All I did was put in the criteria for a MKI TT with the 180 motor on ECS and searched "brake booster":

https://www.ecstuning.com/b-kayser-parts/brake-booster-vacuum-pipe/1j0612041gq~kay/

Granted I am not nearly as familiar with the 180 as I am the 225, but based on your pictures that appears to be the correct part. If not you should be able to find what you need with some additional searching.

Sent from my Pixel 2 XL using Tapatalk


----------



## CincyJSW (Jul 10, 2018)

asiwa said:


> All I did was put in the criteria for a MKI TT with the 180 motor on ECS and searched "brake booster":
> 
> https://www.ecstuning.com/b-kayser-parts/brake-booster-vacuum-pipe/1j0612041gq~kay/
> 
> ...


Literally just got in an order from ECS - should’ve probably just asked them straight away. I searched that part and found a thread of a guy who bought that part to fix my same problem but couldn’t get it to fit? Linked here - https://www.audiworld.com/forums/tt-mk1-discussion-9/part-number-help-please-2905873/ 


Sent from my iPhone using Tapatalk


----------



## asiwa (Dec 18, 2014)

CincyJSW said:


> Literally just got in an order from ECS - should’ve probably just asked them straight away. I searched that part and found a thread of a guy who bought that part to fix my same problem but couldn’t get it to fit? Linked here - https://www.audiworld.com/forums/tt-mk1-discussion-9/part-number-help-please-2905873/
> 
> 
> Sent from my iPhone using Tapatalk


He has an AMU motor. My guess is that he purchased the wrong part for his engine code. The AMU (225) has different lines from the 180 in some places. 

If you search for brake booster line under your car on ECS you'll get a whole host of results, many of which specify a year/VIN range and engine code. If you match them up you shouldn't have a problem.

Edit: I could be incorrect, as the brake booster line specifically appears to be the same between all TT models. The part I linked is the only one that really matches.


----------



## CincyJSW (Jul 10, 2018)

Was able to remove and attempt to bandaid it enough that the engine wouldn’t run rough, but man, when that brake booster line leaks the engine gets unhappy. After a good cleaning found part number for the line to be 1J0612041DS.

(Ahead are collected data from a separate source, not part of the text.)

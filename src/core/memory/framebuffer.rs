// SPDX-License-Identifier: Apache-2.0
// Copyright 2025 itsakeyfut
//
// Licensed under the Apache License, Version 2.0 (the "License");
// you may not use this file except in compliance with the License.
// You may obtain a copy of the License at
//
//     http://www.apache.org/licenses/LICENSE-2.0
//
// Unless required by applicable law or agreed to in writing, software
// distributed under the License is distributed on an "AS IS" BASIS,
// WITHOUT WARRANTIES OR CONDITIONS OF ANY KIND, either express or implied.
// See the License for the specific language governing permissions and
// limitations under the License.

//! Color and depth framebuffers
//!
//! Both buffers are flat row-major `Vec<u16>` planes of the same shape. They
//! share the bounds-checked addressing in [`Plane`]; the wrappers differ only
//! in what an out-of-bounds read returns and in how they are exported.

use std::fs::File;
use std::io::{BufWriter, Write};
use std::path::Path;

use crate::core::error::Result;
use crate::core::gpu::Rgba8;

/// Depth value of the far plane and the default clear value
pub const DEPTH_FAR: u16 = 0xFFFF;

/// Row-major plane of 16-bit cells
#[derive(Debug, Clone, PartialEq, Eq)]
struct Plane {
    width: u32,
    height: u32,
    cells: Vec<u16>,
}

impl Plane {
    fn new(width: u32, height: u32, fill: u16) -> Self {
        Self {
            width,
            height,
            cells: vec![fill; width as usize * height as usize],
        }
    }

    /// Linear index of `(x, y)`, or None when outside the plane
    #[inline(always)]
    fn index(&self, x: i32, y: i32) -> Option<usize> {
        if x < 0 || y < 0 || x as u32 >= self.width || y as u32 >= self.height {
            return None;
        }
        Some(y as usize * self.width as usize + x as usize)
    }

    #[inline(always)]
    fn get(&self, x: i32, y: i32) -> Option<u16> {
        self.index(x, y).map(|i| self.cells[i])
    }

    #[inline(always)]
    fn set(&mut self, x: i32, y: i32, value: u16) -> bool {
        match self.index(x, y) {
            Some(i) => {
                self.cells[i] = value;
                true
            }
            None => false,
        }
    }

    fn fill(&mut self, value: u16) {
        self.cells.fill(value);
    }
}

/// RGB565 color buffer
///
/// Red occupies bits 15-11, green bits 10-5, blue bits 4-0. There is no
/// alpha plane.
#[derive(Debug, Clone, PartialEq, Eq)]
pub struct ColorBuffer {
    plane: Plane,
}

impl ColorBuffer {
    /// Create a buffer cleared to black
    pub fn new(width: u32, height: u32) -> Self {
        Self {
            plane: Plane::new(width, height, 0),
        }
    }

    pub fn width(&self) -> u32 {
        self.plane.width
    }

    pub fn height(&self) -> u32 {
        self.plane.height
    }

    /// Whether `(x, y)` is addressable
    #[inline(always)]
    pub fn contains(&self, x: i32, y: i32) -> bool {
        self.plane.index(x, y).is_some()
    }

    /// Read a pixel; out-of-bounds reads return black
    #[inline(always)]
    pub fn read(&self, x: i32, y: i32) -> u16 {
        self.plane.get(x, y).unwrap_or(0)
    }

    /// Write a pixel; returns false (and does nothing) when out of bounds
    #[inline(always)]
    pub fn write(&mut self, x: i32, y: i32, pixel: u16) -> bool {
        self.plane.set(x, y, pixel)
    }

    /// Fill every pixel with `color`
    pub fn clear(&mut self, color: u16) {
        self.plane.fill(color);
    }

    /// All pixels in row-major order
    pub fn pixels(&self) -> &[u16] {
        &self.plane.cells
    }

    /// Encode the buffer as a binary PPM (P6) image
    ///
    /// Each RGB565 pixel is expanded to 8 bits per channel by bit
    /// replication.
    ///
    /// # Arguments
    ///
    /// * `writer` - Destination for the encoded image
    ///
    /// # Example
    ///
    /// ```
    /// use celery3d::core::memory::ColorBuffer;
    ///
    /// let mut buffer = ColorBuffer::new(2, 1);
    /// buffer.clear(0xF800);
    ///
    /// let mut out = Vec::new();
    /// buffer.write_ppm(&mut out).unwrap();
    /// assert!(out.starts_with(b"P6\n2 1\n255\n"));
    /// assert_eq!(&out[out.len() - 3..], &[255, 0, 0]);
    /// ```
    pub fn write_ppm<W: Write>(&self, mut writer: W) -> Result<()> {
        write!(writer, "P6\n{} {}\n255\n", self.width(), self.height())?;
        let mut rgb = Vec::with_capacity(self.plane.cells.len() * 3);
        for &pixel in &self.plane.cells {
            let c = Rgba8::from_rgb565(pixel);
            rgb.extend_from_slice(&[c.r, c.g, c.b]);
        }
        writer.write_all(&rgb)?;
        writer.flush()?;
        Ok(())
    }

    /// Write the buffer to a PPM file, creating or truncating it
    pub fn save_ppm<P: AsRef<Path>>(&self, path: P) -> Result<()> {
        let path = path.as_ref();
        let file = File::create(path)?;
        self.write_ppm(BufWriter::new(file))?;
        log::debug!(
            "Wrote {}x{} frame to {}",
            self.width(),
            self.height(),
            path.display()
        );
        Ok(())
    }
}

/// 16-bit depth buffer
///
/// 0 is the near plane and [`DEPTH_FAR`] the far plane.
#[derive(Debug, Clone, PartialEq, Eq)]
pub struct DepthBuffer {
    plane: Plane,
}

impl DepthBuffer {
    /// Create a buffer cleared to the far plane
    pub fn new(width: u32, height: u32) -> Self {
        Self {
            plane: Plane::new(width, height, DEPTH_FAR),
        }
    }

    pub fn width(&self) -> u32 {
        self.plane.width
    }

    pub fn height(&self) -> u32 {
        self.plane.height
    }

    #[inline(always)]
    pub fn contains(&self, x: i32, y: i32) -> bool {
        self.plane.index(x, y).is_some()
    }

    /// Read a depth value; out-of-bounds reads return [`DEPTH_FAR`]
    #[inline(always)]
    pub fn read(&self, x: i32, y: i32) -> u16 {
        self.plane.get(x, y).unwrap_or(DEPTH_FAR)
    }

    /// Write a depth value; returns false (and does nothing) when out of bounds
    #[inline(always)]
    pub fn write(&mut self, x: i32, y: i32, depth: u16) -> bool {
        self.plane.set(x, y, depth)
    }

    pub fn clear(&mut self, depth: u16) {
        self.plane.fill(depth);
    }

    pub fn values(&self) -> &[u16] {
        &self.plane.cells
    }
}
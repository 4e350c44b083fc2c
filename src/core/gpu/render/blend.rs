// SPDX-License-Identifier: Apache-2.0
// Copyright 2025 itsakeyfut
//
// Licensed under the Apache License, Version 2.0 (the "License");
// you may not use this file except in compliance with the License.
// You may obtain a copy of the License at
//
//     http://www.apache.org/licenses/LICENSE-2.0
//
// Unless required by applicable law or agreed to in writing, software
// distributed under the License is distributed on an "AS IS" BASIS,
// WITHOUT WARRANTIES OR CONDITIONS OF ANY KIND, either express or implied.
// See the License for the specific language governing permissions and
// limitations under the License.

//! Alpha blending and color store
//!
//! Each channel is combined as
//!
//! ```text
//! out = (src * src_factor + dst * dst_factor + 128) >> 8, clamped to 255
//! ```
//!
//! with factors in 0..=255. The destination comes from the RGB565 color
//! buffer, expanded to 8 bits per channel, and has an implicit alpha of
//! 255. The result is packed back to RGB565 by keeping the top bits of each
//! channel.

use crate::core::fixed::Fixed;
use crate::core::gpu::primitives::Rgba8;
use crate::core::gpu::registers::{AlphaSource, BlendFactor, BlendState};

use super::texture::channel_to_u8;

/// `min(src_alpha, 255 - dst_alpha)`
///
/// # Examples
///
/// ```
/// use celery3d::core::gpu::render::blend::alpha_saturate;
///
/// assert_eq!(alpha_saturate(200, 100), 155);
/// assert_eq!(alpha_saturate(50, 100), 50);
/// assert_eq!(alpha_saturate(255, 255), 0);
/// ```
#[inline(always)]
pub fn alpha_saturate(src_alpha: u8, dst_alpha: u8) -> u8 {
    src_alpha.min(255 - dst_alpha)
}

impl BlendFactor {
    /// Resolve this factor to an 8-bit weight
    ///
    /// `src.a` must already hold the selected source alpha.
    #[inline]
    pub fn resolve(self, src: Rgba8, dst: Rgba8) -> u8 {
        match self {
            BlendFactor::Zero => 0,
            BlendFactor::One => 255,
            BlendFactor::SrcAlpha | BlendFactor::PrefogColor => src.a,
            BlendFactor::OneMinusSrcAlpha => 255 - src.a,
            BlendFactor::SrcColor => src.r,
            BlendFactor::OneMinusSrcColor => 255 - src.r,
            BlendFactor::DstAlpha => dst.a,
            BlendFactor::OneMinusDstAlpha => 255 - dst.a,
            BlendFactor::DstColor => dst.r,
            BlendFactor::OneMinusDstColor => 255 - dst.r,
            BlendFactor::AlphaSaturate => alpha_saturate(src.a, dst.a),
        }
    }
}

/// Select the source alpha fed to the blend equation
///
/// # Arguments
///
/// * `state` - Blend unit configuration
/// * `shaded` - Output of the texture stage
/// * `vertex_alpha` - Perspective-corrected vertex alpha
/// * `texture_enabled` - Whether `shaded.a` came from a texel
#[inline]
pub fn source_alpha(state: &BlendState, shaded: Rgba8, vertex_alpha: Fixed, texture_enabled: bool) -> u8 {
    match state.alpha_source {
        AlphaSource::Texture if texture_enabled => shaded.a,
        AlphaSource::Texture => 255,
        AlphaSource::Vertex => channel_to_u8(vertex_alpha),
        AlphaSource::Constant => state.constant_alpha,
        AlphaSource::One => 255,
    }
}

#[inline(always)]
fn blend_channel(src: u8, src_factor: u8, dst: u8, dst_factor: u8) -> u8 {
    let sum = src as u32 * src_factor as u32 + dst as u32 * dst_factor as u32 + 128;
    (sum >> 8).min(255) as u8
}

/// Blend two 8-bit colors with the configured factors
///
/// `src.a` must already hold the selected source alpha. The result alpha
/// is always 255.
#[inline]
pub fn blend_rgba(state: &BlendState, src: Rgba8, dst: Rgba8) -> Rgba8 {
    let sf = state.src_factor.resolve(src, dst);
    let df = state.dst_factor.resolve(src, dst);

    Rgba8 {
        r: blend_channel(src.r, sf, dst.r, df),
        g: blend_channel(src.g, sf, dst.g, df),
        b: blend_channel(src.b, sf, dst.b, df),
        a: 255,
    }
}

/// Blend a source color over an RGB565 destination pixel
///
/// Returns the RGB565 value to store. With blending disabled the source
/// color is packed directly.
///
/// # Examples
///
/// ```
/// use celery3d::core::gpu::{BlendFactor, BlendState, Rgba8};
/// use celery3d::core::gpu::render::blend::blend;
///
/// let state = BlendState {
///     enable: true,
///     src_factor: BlendFactor::SrcAlpha,
///     dst_factor: BlendFactor::OneMinusSrcAlpha,
///     ..BlendState::default()
/// };
///
/// // Half-transparent red over blue
/// let out = blend(&state, Rgba8::new(255, 0, 0, 128), 0x001F);
/// assert_eq!(out >> 11, 128 >> 3);
/// assert_eq!(out & 0x1F, 127 >> 3);
/// ```
#[inline]
pub fn blend(state: &BlendState, src: Rgba8, dst_pixel: u16) -> u16 {
    if !state.enable {
        return src.to_rgb565();
    }
    blend_rgba(state, src, Rgba8::from_rgb565(dst_pixel)).to_rgb565()
}
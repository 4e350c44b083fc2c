// SPDX-License-Identifier: Apache-2.0
// Copyright 2025 itsakeyfut
//
// Licensed under the Apache License, Version 2.0 (the "License");
// you may not use this file except in compliance with the License.
// You may obtain a copy of the License at
//
//     http://www.apache.org/licenses/LICENSE-2.0
//
// Unless required by applicable law or agreed to in writing, software
// distributed under the License is distributed on an "AS IS" BASIS,
// WITHOUT WARRANTIES OR CONDITIONS OF ANY KIND, either express or implied.
// See the License for the specific language governing permissions and
// limitations under the License.

//! Core rasterization components
//!
//! Everything that models the accelerator itself lives here: the fixed-point
//! number formats, the pipeline stages, and the buffers they read and write.

pub mod error;
pub mod fixed;
pub mod gpu;
pub mod memory;

pub use gpu::Gpu;
// SPDX-License-Identifier: Apache-2.0
// Copyright 2025 itsakeyfut
//
// Licensed under the Apache License, Version 2.0 (the "License");
// you may not use this file except in compliance with the License.
// You may obtain a copy of the License at
//
//     http://www.apache.org/licenses/LICENSE-2.0
//
// Unless required by applicable law or agreed to in writing, software
// distributed under the License is distributed on an "AS IS" BASIS,
// WITHOUT WARRANTIES OR CONDITIONS OF ANY KIND, either express or implied.
// See the License for the specific language governing permissions and
// limitations under the License.

//! celery-render entry point
//!
//! Renders the rotating textured cube through the fixed-point pipeline and
//! writes each frame as a binary PPM image.

use std::path::PathBuf;

use celery3d::core::gpu::{Gpu, RasterizerStats, TextureFilter};
use celery3d::scene::{CubeScene, SceneConfig};
use clap::{Parser, ValueEnum};

#[derive(Debug, Clone, Copy, ValueEnum)]
enum FilterArg {
    Nearest,
    Bilinear,
}

impl From<FilterArg> for TextureFilter {
    fn from(arg: FilterArg) -> Self {
        match arg {
            FilterArg::Nearest => TextureFilter::Nearest,
            FilterArg::Bilinear => TextureFilter::Bilinear,
        }
    }
}

/// Render the celery3d cube demo to PPM frames
#[derive(Debug, Parser)]
#[command(name = "celery-render", version, about)]
struct Args {
    /// Scene configuration file (TOML)
    #[arg(short, long, env = "CELERY_CONFIG")]
    config: Option<PathBuf>,

    /// Framebuffer width in pixels
    #[arg(long)]
    width: Option<u32>,

    /// Framebuffer height in pixels
    #[arg(long)]
    height: Option<u32>,

    /// Number of frames to render
    #[arg(short = 'n', long)]
    frames: Option<u32>,

    /// Directory for frame_NNN.ppm output
    #[arg(short, long)]
    output_dir: Option<PathBuf>,

    /// Texture filter
    #[arg(long, value_enum)]
    filter: Option<FilterArg>,

    /// Draw with vertex colors only
    #[arg(long)]
    no_texture: bool,

    /// Write accumulated rasterizer statistics to this JSON file
    #[arg(long)]
    stats_json: Option<PathBuf>,

    /// Enable debug logging
    #[arg(short, long)]
    verbose: bool,
}

impl Args {
    /// Command-line values override the configuration file
    fn apply(&self, config: &mut SceneConfig) {
        if let Some(width) = self.width {
            config.width = width;
        }
        if let Some(height) = self.height {
            config.height = height;
        }
        if let Some(frames) = self.frames {
            config.frames = frames;
        }
        if let Some(dir) = &self.output_dir {
            config.output_dir = dir.clone();
        }
        if let Some(filter) = self.filter {
            config.render.texture.filter = filter.into();
        }
        if self.no_texture {
            config.render.texture.enable = false;
        }
    }
}

fn main() -> Result<(), Box<dyn std::error::Error>> {
    dotenvy::dotenv().ok();
    let args = Args::parse();

    // Initialize logging
    let level = if args.verbose {
        log::LevelFilter::Debug
    } else {
        log::LevelFilter::Info
    };
    env_logger::Builder::from_default_env()
        .filter_level(level)
        .init();

    let mut config = match &args.config {
        Some(path) => {
            log::info!("Loading scene config: {}", path.display());
            SceneConfig::load(path)?
        }
        None => SceneConfig::default(),
    };
    args.apply(&mut config);
    config.validate()?;

    log::info!(
        "Rendering {} frame(s) at {}x{} into {}",
        config.frames,
        config.width,
        config.height,
        config.output_dir.display()
    );

    std::fs::create_dir_all(&config.output_dir)?;

    let mut gpu = Gpu::new(config.width, config.height);
    gpu.set_texture(config.texture.build()?);

    let mut scene = CubeScene::new(config.width, config.height);
    let clear_color = config.clear_color.to_rgb565();
    let mut totals = RasterizerStats::default();

    for frame in 0..config.frames {
        gpu.clear_buffers(clear_color, config.clear_depth);
        gpu.reset_stats();

        scene.advance();
        scene.draw(&mut gpu, &config.render);

        let path = config.frame_path(frame);
        gpu.color_buffer().save_ppm(&path)?;

        let stats = gpu.stats();
        log::info!(
            "Frame {:03}: {} triangles, {} pixels drawn, {} rejected -> {}",
            frame,
            stats.triangles_submitted,
            stats.pixels_drawn,
            stats.pixels_rejected,
            path.display()
        );
        totals.accumulate(&stats);
    }

    if let Some(path) = &args.stats_json {
        let json = serde_json::to_string_pretty(&totals)?;
        std::fs::write(path, json)?;
        log::info!("Wrote statistics to {}", path.display());
    }

    log::info!(
        "Done: {} triangles, {} pixels, fragment pass rate {:.1}%",
        totals.triangles_submitted,
        totals.pixels_drawn,
        totals.pass_rate() * 100.0
    );

    Ok(())
}
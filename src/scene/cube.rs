// SPDX-License-Identifier: Apache-2.0
// Copyright 2025 itsakeyfut
//
// Licensed under the Apache License, Version 2.0 (the "License");
// you may not use this file except in compliance with the License.
// You may obtain a copy of the License at
//
//     http://www.apache.org/licenses/LICENSE-2.0
//
// Unless required by applicable law or agreed to in writing, software
// distributed under the License is distributed on an "AS IS" BASIS,
// WITHOUT WARRANTIES OR CONDITIONS OF ANY KIND, either express or implied.
// See the License for the specific language governing permissions and
// limitations under the License.

//! Rotating cube scene
//!
//! A unit cube of 24 vertices (four per face so every face carries its own UVs
//! and color) drawn as 12 indexed triangles. [`project`] performs the host-side
//! transform: clip space, perspective divide, viewport mapping, and conversion
//! into the fixed-point [`Vertex`] consumed by the pipeline.

use super::math::{Mat4, Vec3};
use crate::core::fixed::Fixed;
use crate::core::gpu::{Gpu, RenderConfig, Vertex};

/// Number of cube vertices
pub const VERTEX_COUNT: usize = 24;

/// Number of triangle indices
pub const INDEX_COUNT: usize = 36;

/// Radians added to the rotation angle per frame
pub const ANGLE_STEP: f32 = 0.02;

/// Ratio of the x rotation to the y rotation
const X_ROTATION_RATIO: f32 = 0.7;

const FIELD_OF_VIEW_DEG: f32 = 60.0;
const NEAR_PLANE: f32 = 0.1;
const FAR_PLANE: f32 = 100.0;

const EYE: Vec3 = Vec3::new(0.0, 2.0, 5.0);
const TARGET: Vec3 = Vec3::new(0.0, 0.0, 0.0);
const UP: Vec3 = Vec3::new(0.0, 1.0, 0.0);

#[rustfmt::skip]
const POSITIONS: [Vec3; VERTEX_COUNT] = [
    // Front
    Vec3::new(-1.0, -1.0,  1.0), Vec3::new( 1.0, -1.0,  1.0), Vec3::new( 1.0,  1.0,  1.0), Vec3::new(-1.0,  1.0,  1.0),
    // Back
    Vec3::new( 1.0, -1.0, -1.0), Vec3::new(-1.0, -1.0, -1.0), Vec3::new(-1.0,  1.0, -1.0), Vec3::new( 1.0,  1.0, -1.0),
    // Top
    Vec3::new(-1.0,  1.0,  1.0), Vec3::new( 1.0,  1.0,  1.0), Vec3::new( 1.0,  1.0, -1.0), Vec3::new(-1.0,  1.0, -1.0),
    // Bottom
    Vec3::new(-1.0, -1.0, -1.0), Vec3::new( 1.0, -1.0, -1.0), Vec3::new( 1.0, -1.0,  1.0), Vec3::new(-1.0, -1.0,  1.0),
    // Right
    Vec3::new( 1.0, -1.0,  1.0), Vec3::new( 1.0, -1.0, -1.0), Vec3::new( 1.0,  1.0, -1.0), Vec3::new( 1.0,  1.0,  1.0),
    // Left
    Vec3::new(-1.0, -1.0, -1.0), Vec3::new(-1.0, -1.0,  1.0), Vec3::new(-1.0,  1.0,  1.0), Vec3::new(-1.0,  1.0, -1.0),
];

/// Per-corner UVs shared by every face
const FACE_UVS: [(f32, f32); 4] = [(0.0, 1.0), (1.0, 1.0), (1.0, 0.0), (0.0, 0.0)];

/// Face tints in front, back, top, bottom, right, left order
pub const FACE_COLORS: [Vec3; 6] = [
    Vec3::new(1.0, 0.8, 0.8),
    Vec3::new(0.8, 1.0, 0.8),
    Vec3::new(0.8, 0.8, 1.0),
    Vec3::new(1.0, 1.0, 0.8),
    Vec3::new(1.0, 0.8, 1.0),
    Vec3::new(0.8, 1.0, 1.0),
];

/// Two triangles per face, fanned from the face's first corner
pub const INDICES: [u16; INDEX_COUNT] = {
    let mut out = [0u16; INDEX_COUNT];
    let mut face = 0;
    while face < 6 {
        let base = (face * 4) as u16;
        let i = face * 6;
        out[i] = base;
        out[i + 1] = base + 1;
        out[i + 2] = base + 2;
        out[i + 3] = base;
        out[i + 4] = base + 2;
        out[i + 5] = base + 3;
        face += 1;
    }
    out
};

/// Map an object-space point into a screen-space pipeline vertex
///
/// After the perspective divide, x and y are mapped to pixels with y flipped so
/// that +y is up, and NDC z is remapped from `[-1, 1]` to `[0, 1]`. The vertex
/// `w` holds `1 / clip.w`; the pipeline interpolates attributes premultiplied
/// by it and divides it back out per pixel.
pub fn project(
    position: Vec3,
    uv: (f32, f32),
    color: Vec3,
    mvp: &Mat4,
    width: u32,
    height: u32,
) -> Vertex {
    let clip = mvp.transform(position.to_point());
    let inv_w = 1.0 / clip.w;
    let ndc_x = clip.x * inv_w;
    let ndc_y = clip.y * inv_w;
    let ndc_z = clip.z * inv_w;

    let x = (ndc_x + 1.0) * 0.5 * width as f32;
    let y = (1.0 - ndc_y) * 0.5 * height as f32;
    let z = (ndc_z + 1.0) * 0.5;

    Vertex::new(Fixed::from_f32(x), Fixed::from_f32(y))
        .with_depth(Fixed::from_f32(z))
        .with_w(Fixed::from_f32(inv_w))
        .with_uv(Fixed::from_f32(uv.0), Fixed::from_f32(uv.1))
        .with_color(
            Fixed::from_f32(color.x),
            Fixed::from_f32(color.y),
            Fixed::from_f32(color.z),
            Fixed::ONE,
        )
}

/// Camera and animation state for the spinning cube
#[derive(Debug, Clone)]
pub struct CubeScene {
    width: u32,
    height: u32,
    projection: Mat4,
    view: Mat4,
    angle: f32,
}

impl CubeScene {
    /// Create a scene for a `width` x `height` target
    pub fn new(width: u32, height: u32) -> Self {
        let aspect = width as f32 / height.max(1) as f32;
        Self {
            width,
            height,
            projection: Mat4::perspective(
                FIELD_OF_VIEW_DEG.to_radians(),
                aspect,
                NEAR_PLANE,
                FAR_PLANE,
            ),
            view: Mat4::look_at(EYE, TARGET, UP),
            angle: 0.0,
        }
    }

    pub fn angle(&self) -> f32 {
        self.angle
    }

    pub fn set_angle(&mut self, angle: f32) {
        self.angle = angle;
    }

    /// Advance the rotation by one frame
    pub fn advance(&mut self) {
        self.angle += ANGLE_STEP;
    }

    /// Model-view-projection matrix for the current angle
    pub fn mvp(&self) -> Mat4 {
        let model = Mat4::rotate_y(self.angle) * Mat4::rotate_x(self.angle * X_ROTATION_RATIO);
        self.projection * (self.view * model)
    }

    /// Project every cube vertex to screen space
    pub fn vertices(&self) -> Vec<Vertex> {
        let mvp = self.mvp();
        POSITIONS
            .iter()
            .enumerate()
            .map(|(i, &position)| {
                project(
                    position,
                    FACE_UVS[i % 4],
                    FACE_COLORS[i / 4],
                    &mvp,
                    self.width,
                    self.height,
                )
            })
            .collect()
    }

    /// Submit the cube's 12 triangles
    pub fn draw(&self, gpu: &mut Gpu, config: &RenderConfig) {
        let vertices = self.vertices();
        log::trace!("Drawing cube at angle {:.3}", self.angle);
        gpu.draw_indexed_triangles(&vertices, &INDICES, config);
    }
}
// SPDX-License-Identifier: Apache-2.0
// Copyright 2025 itsakeyfut
//
// Licensed under the Apache License, Version 2.0 (the "License");
// you may not use this file except in compliance with the License.
// You may obtain a copy of the License at
//
//     http://www.apache.org/licenses/LICENSE-2.0
//
// Unless required by applicable law or agreed to in writing, software
// distributed under the License is distributed on an "AS IS" BASIS,
// WITHOUT WARRANTIES OR CONDITIONS OF ANY KIND, either express or implied.
// See the License for the specific language governing permissions and
// limitations under the License.

//! Host-side scene support
//!
//! Floating-point transform helpers, the rotating cube used by
//! `celery-render`, and TOML scene configuration. Everything in this module
//! runs before the fixed-point pipeline; its output is a stream of
//! screen-space [`Vertex`](crate::core::gpu::Vertex) values.

pub mod config;
pub mod cube;
pub mod math;

pub use config::{SceneConfig, TextureConfig, TexturePattern};
pub use cube::CubeScene;
pub use math::{Mat4, Vec3, Vec4};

In trying to find whether this line is the essentially the damn part as the part number previously suggested (1J0612041GQ), I have found zilch. Anybody have any info? Thanks! 


Sent from my iPhone using Tapatalk


----------



## asiwa (Dec 18, 2014)

Does this look like the part you're replacing?

https://www.pelicanparts.com/More_I...S-VAG&SVSVSI=&catalog_description=VACUUM PIPE

That's the only website I could find with a picture. The GQ part does not appear to be a revision of the DS part, so they are unrelated. A picture comparison confirms that; the GQ line is much longer and has several bends.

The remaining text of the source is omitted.